- _Exercise details_
Pull out every line from the listing that has the word "layering".

- _Material for the task_
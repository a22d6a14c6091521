//! Landing structure layering and server settings.
//!
//! This crate owns the compiled default structure, the layer merger shared
//! by the published page and the live preview, and the layered settings
//! loader used by the server and CLI.

mod defaults;
mod error;
mod layers;
mod loader;
mod model;

/// Compiled default landing structure.
pub use defaults::default_structure;
/// Public error type returned by settings loading and validation APIs.
pub use error::ConfigError;
/// Structure layering and render planning.
pub use layers::{
    PlannedSection, RenderPlan, ResolvedStructure, StructureLayer, merge_structure,
    resolve_structure,
};
/// Layered settings types and loader options.
pub use loader::{LayeredSettings, LayeredSettingsOptions, SettingsLayer, SettingsLayerSource};
/// Settings schema models.
pub use model::*;
//! JSON merge helpers for layered settings.

use serde_json::Value;

/// Merge overlay values into the base, recursively overriding objects.
pub(super) fn merge_json_values(base: &mut Value, overlay: &Value) {
    match (base, overlay) {
        (Value::Object(base_map), Value::Object(overlay_map)) => {
            for (key, value) in overlay_map {
                match base_map.get_mut(key) {
                    Some(existing) => merge_json_values(existing, value),
                    None => {
                        base_map.insert(key.clone(), value.clone());
                    }
                }
            }
        }
        (base_slot, overlay_value) => {
            *base_slot = overlay_value.clone();
        }
    }
}

#[cfg(test)]
mod tests {
    use super::merge_json_values;
    use pretty_assertions::assert_eq;
    use serde_json::json;

    #[test]
    fn nested_objects_merge_and_scalars_replace() {
        let mut base = json!({ "admin": { "cookie_name": "a", "token_env": "X" }, "bind": "1" });
        merge_json_values(&mut base, &json!({ "admin": { "cookie_name": "b" }, "bind": "2" }));
        assert_eq!(
            base,
            json!({ "admin": { "cookie_name": "b", "token_env": "X" }, "bind": "2" })
        );
    }
}
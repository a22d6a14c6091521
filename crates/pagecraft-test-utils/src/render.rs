use pagecraft_config::RenderPlan;
use pagecraft_core::{RenderPhase, SectionRenderer};
use pagecraft_protocol::SectionId;
use tokio::sync::mpsc;

/// One render call captured by [`RecordingRenderer`].
#[derive(Debug, Clone, PartialEq)]
pub struct RecordedRender {
    pub plan: RenderPlan,
    pub phase: RenderPhase,
}

impl RecordedRender {
    pub fn section_ids(&self) -> Vec<SectionId> {
        self.plan.section_ids()
    }
}

/// Renderer that forwards every render call to a receiver.
pub struct RecordingRenderer {
    sink: mpsc::UnboundedSender<RecordedRender>,
}

impl RecordingRenderer {
    pub fn new() -> (Self, mpsc::UnboundedReceiver<RecordedRender>) {
        let (sink, renders) = mpsc::unbounded_channel();
        (Self { sink }, renders)
    }
}

impl SectionRenderer for RecordingRenderer {
    fn render(&mut self, plan: &RenderPlan, phase: RenderPhase) {
        let _ = self.sink.send(RecordedRender {
            plan: plan.clone(),
            phase,
        });
    }
}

- _Expected output_
//! Landing structure layering and server settings.
/// Structure layering and render planning.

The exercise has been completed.